Geoffrey Wright is one of my favorite actors. I can’t remember how long this has been the case. He’s the right kind of character. Sophisticated, erudite, cerebral, suave. Well, that’s an aggregation of the things he can do that work. I think he makes for a great CIA handler on film as he had with the latest James Bond flicks. Not necessarily heroic, but never naive and never intellectually lazy. In his latest role, he plays Monk Ellison [seriously?], the protagonist in American Fiction, a delightful melodrama about people ‘who look like me’, the mendacity of American literary business and the pain of genius in isolation.
James Baldwin famously wrote that the dark side of every profession is that you get to see an intimate portrait of its guts from the inside. This is, I imagine easier to do in films about film than it is in films about literature, so it was easy to compare American Fiction to The Player and Bamboozled. I don’t think I’ve ever felt so sorry for Spike Lee as I did then and do once again. The deftness of this film makes Lee seem to be a ham-handed ass clown. Then again, it hardly compares to The Player which is clearly a masterpiece.
American Fiction feels a bit forced. The revelation of characters could have used the kind of subtlety one would expect from a director like Spielberg or Wes Anderson. If you’re going to get a quirky dysfunctional family of New England black doctors the good times have to be as weird as the bad times. Yet in this film the extra effort is made to get people around a dinner table as a ritual in solemn yet persnickety upscale manners. Things like that went clunk.
As a race movie, it did what was expected without the necessity of veins bursting from foreheads. All of the white actors did what they were told, which was to portray two dimensional parodies of themselves with no interior motivations that couldn’t be explained to fifth grade DEI students. As a film within a film it was a hilarious triumph. The ending is a masterstroke and provided to me the greatest laugh of the entire story, which suits me just fine. In that regard it is a deft little film that might have gone 15 fewer minutes if the dialog gave us a bit more interiority. As it stands there’s probably only three memorable lines, but they’re good ones.

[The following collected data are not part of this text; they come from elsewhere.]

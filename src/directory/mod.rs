pub mod models;
mod roster;

use anyhow::Result;

pub use models::{Player, Tournament};

/// The full directory in declaration order. Same slice on every call.
pub fn list_players() -> &'static [Player] {
    &roster::ROSTER
}

/// Where the endpoint reads players from
pub trait PlayerSource: Send + Sync {
    fn players(&self) -> Result<&[Player]>;
}

/// The built-in static directory
#[derive(Debug, Clone, Copy, Default)]
pub struct StaticDirectory;

impl PlayerSource for StaticDirectory {
    fn players(&self) -> Result<&[Player]> {
        Ok(list_players())
    }
}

It was weird watching something not quite a Wes Anderson movie, something not quite a Spielberg family tale, something not quite whatever it is a Tyler Perry movie might be. It’s not a thrilling expose, nor a heavy drama that leaves you shaken, but it’s much better than most of the race flicks we’re supposed to consume as part of a compete breakfast. It has all the vitamins and minerals without sci-fi basements with horse-creatures or genetic body swapping. On the other hand, it’s completely over the top once or twice too often to be anything but a troubled comedy that would have been better told with a darker sense of humor. In that regard it’s a bit out of balance, which makes it a movie emblematic of 2024. Which shelf is appropriate?
Now I’m going to have to go watch something by Zadie Smith, or maybe I’ll go back to August Wilson. Congrats to the Oscar winner, that’s high cotton.